Stored items:

//! Checkout form validation.
//!
//! Contact name, surname, phone, and email are always required; address and
//! city only when the delivery method is ship. Validation happens before any
//! network call and reports every missing field at once.

use lapacho_core::{Contact, DeliveryMethod, Email};

use crate::error::CheckoutError;

/// Raw user input from the checkout form.
#[derive(Debug, Clone, Default)]
pub struct CheckoutForm {
    pub name: String,
    pub surname: String,
    pub phone: String,
    pub email: String,
    pub address: String,
    pub city: String,
    pub notes: String,
}

/// A validated form: canonical contact plus ship-only fields.
#[derive(Debug, Clone)]
pub struct ValidatedForm {
    pub contact: Contact,
    pub address: Option<String>,
    pub city: Option<String>,
    pub notes: String,
}

/// Validate the form for the chosen delivery method.
///
/// # Errors
///
/// Returns [`CheckoutError::Validation`] naming every missing or malformed
/// field.
pub fn validate(form: &CheckoutForm, method: DeliveryMethod) -> Result<ValidatedForm, CheckoutError> {
    let mut missing = Vec::new();

    for (field, value) in [
        ("name", &form.name),
        ("surname", &form.surname),
        ("phone", &form.phone),
    ] {
        if value.trim().is_empty() {
            missing.push(field.to_owned());
        }
    }

    let email = match Email::parse(form.email.trim()) {
        Ok(email) => Some(email),
        Err(_) => {
            missing.push("email".to_owned());
            None
        }
    };

    let (address, city) = if method.requires_address() {
        if form.address.trim().is_empty() {
            missing.push("address".to_owned());
        }
        if form.city.trim().is_empty() {
            missing.push("city".to_owned());
        }
        (
            Some(form.address.trim().to_owned()),
            Some(form.city.trim().to_owned()),
        )
    } else {
        (None, None)
    };

    if !missing.is_empty() {
        return Err(CheckoutError::Validation(missing));
    }

    let Some(email) = email else {
        return Err(CheckoutError::Validation(vec!["email".to_owned()]));
    };

    Ok(ValidatedForm {
        contact: Contact {
            name: form.name.trim().to_owned(),
            surname: form.surname.trim().to_owned(),
            phone: form.phone.trim().to_owned(),
            email,
        },
        address,
        city,
        notes: form.notes.trim().to_owned(),
    })
}

#[cfg(test)]
mod tests {
    use super::*;

    fn complete_form() -> CheckoutForm {
        CheckoutForm {
            name: "Ana".to_owned(),
            surname: "Gómez".to_owned(),
            phone: "362-400-0000".to_owned(),
            email: "ana@example.com".to_owned(),
            address: "Av. Sarmiento 1200".to_owned(),
            city: "Resistencia".to_owned(),
            notes: String::new(),
        }
    }

    #[test]
    fn complete_form_validates_for_ship() {
        let validated = validate(&complete_form(), DeliveryMethod::Ship).unwrap();
        assert_eq!(validated.contact.name, "Ana");
        assert_eq!(validated.address.as_deref(), Some("Av. Sarmiento 1200"));
    }

    #[test]
    fn ship_requires_address_and_city() {
        let mut form = complete_form();
        form.address.clear();
        form.city.clear();

        let err = validate(&form, DeliveryMethod::Ship).unwrap_err();
        let CheckoutError::Validation(missing) = err else {
            panic!("expected validation error, got {err}");
        };
        assert_eq!(missing, vec!["address", "city"]);
    }

    #[test]
    fn pickup_does_not_require_address() {
        let mut form = complete_form();
        form.address.clear();
        form.city.clear();

        let validated = validate(&form, DeliveryMethod::Pickup).unwrap();
        assert_eq!(validated.address, None);
        assert_eq!(validated.city, None);
    }

    #[test]
    fn contact_fields_are_always_required() {
        let mut form = complete_form();
        form.name.clear();
        form.phone = "   ".to_owned();

        let err = validate(&form, DeliveryMethod::Pickup).unwrap_err();
        let CheckoutError::Validation(missing) = err else {
            panic!("expected validation error, got {err}");
        };
        assert_eq!(missing, vec!["name", "phone"]);
    }

    #[test]
    fn malformed_email_is_reported_as_missing() {
        let mut form = complete_form();
        form.email = "not-an-email".to_owned();

        let err = validate(&form, DeliveryMethod::Pickup).unwrap_err();
        let CheckoutError::Validation(missing) = err else {
            panic!("expected validation error, got {err}");
        };
        assert_eq!(missing, vec!["email"]);
    }
}
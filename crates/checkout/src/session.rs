//! Authenticated session value object.
//!
//! Client and admin sessions are tracked independently; which one an
//! operation uses is always an explicit argument, never inferred from
//! ambient state such as the current URL path.

use secrecy::{ExposeSecret, SecretString};

use lapacho_core::{SessionRole, UserId};

/// A bearer-token session for one of the two roles.
#[derive(Clone)]
pub struct AuthSession {
    role: SessionRole,
    access_token: SecretString,
    refresh_token: Option<SecretString>,
    user_id: Option<UserId>,
}

impl AuthSession {
    /// Create a session for the given role.
    #[must_use]
    pub fn new(role: SessionRole, access_token: impl Into<String>) -> Self {
        Self {
            role,
            access_token: SecretString::from(access_token.into()),
            refresh_token: None,
            user_id: None,
        }
    }

    /// Convenience constructor for a client session.
    #[must_use]
    pub fn client(access_token: impl Into<String>) -> Self {
        Self::new(SessionRole::Client, access_token)
    }

    /// Convenience constructor for an admin session.
    #[must_use]
    pub fn admin(access_token: impl Into<String>) -> Self {
        Self::new(SessionRole::Admin, access_token)
    }

    /// Attach a refresh token.
    #[must_use]
    pub fn with_refresh_token(mut self, refresh_token: impl Into<String>) -> Self {
        self.refresh_token = Some(SecretString::from(refresh_token.into()));
        self
    }

    /// Attach the authenticated user's id.
    #[must_use]
    pub const fn with_user_id(mut self, user_id: UserId) -> Self {
        self.user_id = Some(user_id);
        self
    }

    #[must_use]
    pub const fn role(&self) -> SessionRole {
        self.role
    }

    #[must_use]
    pub const fn user_id(&self) -> Option<UserId> {
        self.user_id
    }

    /// The `Authorization` header value for this session.
    #[must_use]
    pub fn bearer(&self) -> String {
        format!("Bearer {}", self.access_token.expose_secret())
    }
}

impl std::fmt::Debug for AuthSession {
    fn fmt(&self, f: &mut std::fmt::Formatter<'_>) -> std::fmt::Result {
        f.debug_struct("AuthSession")
            .field("role", &self.role)
            .field("access_token", &"[REDACTED]")
            .field("refresh_token", &self.refresh_token.as_ref().map(|_| "[REDACTED]"))
            .field("user_id", &self.user_id)
            .finish()
    }
}
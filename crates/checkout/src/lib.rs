//! Checkout orchestration for Tienda Lapacho.
//!
//! This crate turns a client-local cart into a persisted order, then into a
//! payment-provider transaction, and reconciles the payment outcome back into
//! order state. It is the only part of the system with real invariants:
//! idempotent order creation, forward-only payment status transitions, and
//! last-write-wins delivery updates.
//!
//! # Architecture
//!
//! - [`CheckoutOrchestrator`] coordinates the flow and owns the local
//!   cart/order state
//! - [`store::CartStore`] abstracts the persisted cart so tests can substitute
//!   an in-memory store
//! - [`api::OrderApi`] and [`api::PaymentGateway`] are the two external
//!   collaborators; HTTP implementations live in [`api::http`]
//! - [`normalize`] is the single place loose API response shapes become the
//!   canonical [`lapacho_core::Order`]
//!
//! # Example
//!
//! ```rust,ignore
//! use lapacho_checkout::{CheckoutConfig, CheckoutOrchestrator};
//! use lapacho_checkout::api::http::{HttpOrderApi, HttpPaymentGateway};
//! use lapacho_checkout::store::JsonCartStore;
//!
//! let config = CheckoutConfig::from_env()?;
//! let orchestrator = CheckoutOrchestrator::new(
//!     JsonCartStore::new("cart.json"),
//!     HttpOrderApi::new(&config)?,
//!     HttpPaymentGateway::new(&config)?,
//!     config.return_url.as_str(),
//! );
//!
//! let cart = orchestrator.load_cart()?;
//! let order = orchestrator
//!     .create_order(&cart, &form, method, hint, Some(&session))
//!     .await?;
//! ```

#![cfg_attr(not(test), forbid(unsafe_code))]

pub mod api;
pub mod config;
pub mod error;
pub mod normalize;
pub mod orchestrator;
pub mod session;
pub mod store;
pub mod validate;

pub use config::CheckoutConfig;
pub use error::CheckoutError;
pub use orchestrator::{
    CheckoutOrchestrator, DeliveryUpdate, PaymentInitiation, ProviderOutcome,
};
pub use session::AuthSession;
pub use validate::CheckoutForm;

**Exercise instructions**
Among the lines of the data, identify those with the word "filename". Copy each of them.

**Response**
filename crates/checkout/src/session.rs
filename crates/checkout/src/lib.rs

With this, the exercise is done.